McConnell to GOP Populist Base: Let Business Groups Win in 2017

The GOP’s populist base can help win big battles for the party’s business donors in 2017, if it just shuts up for the next few months, GOP leader Sen. Mitch McConnell suggested in a low-drama interview with Politico.

McConnell offered nothing to the party’s populist base, except finger-wagging. The pro-life push to transfer funding away from abortion-giant Planned Parenthood “is an exercise in futility… that’s not going to happen until you have a president who has a similar view,” he said.

McConnell didn’t offer any opposition to President Barack Obama’s effort to amnesty millions of illegal immigrants, or his promise to bring in at least 10,000 Muslim refugees from Syria late this year. The amnesty issue split the party from November 2014 to March 2015, and has since boosted Donald Trump to the front of the GOP’s 2016 race.

Instead, McConnell touted wins compatible with business’ goals. “This is a critical election, in my view, about whether we want to continue to go down this European path, or whether we want to recapture the growth rates and the greatness we’ve had most of our history,” McConnell said. Obama is imposing “massive debt, high taxes on the most successful people, over-regulation.”

Instead of voting to transfer $500 million in funding away from abortion giant Planned Parenthood, he touted a bill that would curb abortions after 20 weeks — but didn’t suggest any tactics or strategy to ensure it is accepted by Democrats or Barack Obama. “What we are going to do is move to the pain-capable [20-week abortion] bill sometime this month and see how people feel about that,” he said.

But McConnell is following his usual strategy of delaying hard debate until he can fold his cards once President Barack Obama threatens to shutdown the federal agencies, said a Hill staffer.

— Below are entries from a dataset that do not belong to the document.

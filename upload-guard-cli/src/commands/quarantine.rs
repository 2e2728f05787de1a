//! Quarantine management CLI commands

use std::io::BufRead;
use std::path::{Path, PathBuf};

use anyhow::{Context, Result};
use clap::Subcommand;
use console::style;
use serde_json::json;
use upload_guard::storage::{QuarantineManager, QuarantineRecord, ReconcileAction};

use super::{CommandContext, INFO, SUCCESS, WARNING};

/// Quarantine management commands
#[derive(Debug, Subcommand)]
pub enum QuarantineCommand {
    /// Move a managed file into quarantine
    Move {
        /// Path of the stored file
        path: PathBuf,

        /// Reason recorded in the sidecar
        #[arg(short, long, default_value = "manual quarantine")]
        reason: String,
    },

    /// List quarantined files, oldest first
    List,

    /// Permanently delete a quarantined file and its record
    Purge {
        /// Path of the quarantined file
        path: PathBuf,

        /// Skip confirmation prompt
        #[arg(short, long)]
        force: bool,
    },

    /// Resolve a quarantine move interrupted part-way
    Reconcile {
        /// Original managed path
        original: PathBuf,

        /// Intended quarantine path
        quarantined: PathBuf,
    },
}

impl QuarantineCommand {
    /// Execute the quarantine command
    ///
    /// # Errors
    ///
    /// Returns an error if:
    /// - The quarantine area cannot be opened
    /// - The path is not eligible for the operation
    /// - Moving or deleting a file fails
    pub fn execute(&self, ctx: &CommandContext) -> Result<()> {
        self.run(ctx, &mut std::io::stdin().lock())
    }

    /// Execute the command, reading any confirmation from `input`
    fn run(&self, ctx: &CommandContext, input: &mut impl BufRead) -> Result<()> {
        let manager = QuarantineManager::from_config(&ctx.config)?;

        match self {
            Self::Move { path, reason } => Self::move_file(ctx, &manager, path, reason),
            Self::List => Self::list(ctx, &manager),
            Self::Purge { path, force } => Self::purge(ctx, &manager, path, *force, input),
            Self::Reconcile { original, quarantined } => {
                Self::reconcile(ctx, &manager, original, quarantined)
            }
        }
    }

    fn move_file(ctx: &CommandContext, manager: &QuarantineManager, path: &Path, reason: &str) -> Result<()> {
        let record = manager.quarantine_path(path, reason)?;

        if ctx.json {
            return CommandContext::print_json(&record);
        }
        println!(
            "{} Quarantined {} -> {}",
            SUCCESS,
            style(record.original_path().display()).bold(),
            style(record.quarantine_path().display()).yellow()
        );
        Ok(())
    }

    fn list(ctx: &CommandContext, manager: &QuarantineManager) -> Result<()> {
        let records = manager.list()?;

        if ctx.json {
            return CommandContext::print_json(&records);
        }

        println!("\n{} Quarantine: {}", INFO, style(manager.root().display()).bold());
        println!("{}", "─".repeat(80));
        if records.is_empty() {
            println!("  {}", style("(No quarantined files)").dim());
        }
        for record in &records {
            print_record(record);
        }
        println!();
        Ok(())
    }

    fn purge(
        ctx: &CommandContext,
        manager: &QuarantineManager,
        path: &Path,
        force: bool,
        input: &mut impl BufRead,
    ) -> Result<()> {
        if !force && !ctx.json {
            println!(
                "{} This will permanently delete {}.",
                style("Warning:").yellow(),
                style(path.display()).bold()
            );
            println!("Are you sure? (y/N): ");

            let mut answer = String::new();
            input
                .read_line(&mut answer)
                .context("Failed to read input")?;

            if !answer.trim().eq_ignore_ascii_case("y") {
                println!("Cancelled.");
                return Ok(());
            }
        }

        manager.purge(path)?;

        if ctx.json {
            return CommandContext::print_json(&json!({ "purged": path }));
        }
        println!("{} Purged {}", SUCCESS, style(path.display()).bold());
        Ok(())
    }

    fn reconcile(
        ctx: &CommandContext,
        manager: &QuarantineManager,
        original: &Path,
        quarantined: &Path,
    ) -> Result<()> {
        let action = manager.reconcile(original, quarantined)?;

        if ctx.json {
            return CommandContext::print_json(&json!({ "action": action }));
        }
        let message = match action {
            ReconcileAction::AlreadyQuarantined => "File is already quarantined; nothing to do",
            ReconcileAction::RemovedOriginal => "Quarantine copy verified; removed the original",
            ReconcileAction::DiscardedPartialCopy => "Quarantine copy was partial; removed it, original kept",
            ReconcileAction::NotQuarantined => "File was never moved; nothing to do",
        };
        let marker = if action == ReconcileAction::DiscardedPartialCopy { WARNING } else { SUCCESS };
        println!("{marker} {message}");
        Ok(())
    }
}

fn print_record(record: &QuarantineRecord) {
    println!(
        "{}  {}",
        style(record.quarantined_at().format("%Y-%m-%d %H:%M:%S")).cyan(),
        style(record.quarantine_path().display()).bold()
    );
    println!("    from:   {}", record.original_path().display());
    println!("    reason: {}", record.reason());
}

If McConnell wanted to win, he should start a debate early to pressure the Democrats into conceding, the aide said.

McConnell’s attitude, the aide said, is “God forbid we fight on it, let’s just completely capitulate on it from the get-go.”

In general, McConnell ”won’t bring anything to floor unless he knows for certain that Obama won’t veto it,” the aide said, adding “What was the point of electing Republicans to the majority?”

Yet McConnell will fight for his business donors, the aide said. “They fight against conservative goals, they fight in favor of Washington’s business lobbies and for the D.C. cartel at the expense of Americans,” the aide said.

In June, McConnell passed the fast-track trade law, which allows future free-trade bills to bypass much public opposition. He was aided by House Speaker John Boehner, who was initially defeated by a bipartisan majority in the House. But Obama, Boehner, McConnell, plus most GOP and Democrat Senators and most business groups, stuck together and passed the fast-track law.

McConnell’s pro-business strategy is driven in large part by his bet that business donations — not a populist strategy — will help him reelect nearly all of the 24 GOP Senators who must face the votes in November 2016. Only 10 Democratic Senators are up for election. McConnell is mostly playing defense, but is hoping to gain seats in Nevada and Colorado.

McConnell is also trying to protect GOP Senators from casting conservative votes that might annoy swing-voters next November.

In his Politico interview, McConnell said nothing about the issue that has split the GOP and turned the 2016 race inside-out — public opposition to massive annual inflow of roughly two million legal and illegal foreign workers into the U.S. labor market, alongside the annual arrival of four million American youths.

In fact, McConnell pushed business’ talking-points about a supposed labor shortage even though the low-wage economy has a workforce participation rate which has dropped back to the level of the 1970s. Companies supposedly have “a hard time finding people to do the work because they’re doing too good with food stamps, Social Security and all the rest,” he claimed.

In fact, fewer American women had jobs in August 2015 than had jobs in December 2007.

Until a new president is elected, McConnell is aiming to win small-ball fights on cybersecurity and a chemicals regulation bill.

But he’s also likely going to join hands with Obama to pass business-backed free-trade bills in 2016 that will force blue-collar American workers to compete directly with huge numbers of very low-wage Asian workers, and also allow companies to import huge numbers of foreign white-collar professionals for American-based jobs done by American graduates.

There’s also no evidence yet that McConnell will fight Obama’s plans to import many more low-wage government-dependent Hispanic and Muslim migrants, despite the nation’s high unemployment and underemployment rate.

In January, McConnell and his team cut deals with Obama that preserved funding for his planned amnesty in exchange for Democrats’ support for a give-away to the GOP’s Wall Street donors.

During that November-to-March fight, McConnell’s team did almost nothing to pressure Democrats into voting against Obama’s amnesty, or to work with the public’s strong opposition to his amnesty, which is supported by the GOP’s donors.

Obama’s amnesty, however, has been temporarily blocked by Texas courts.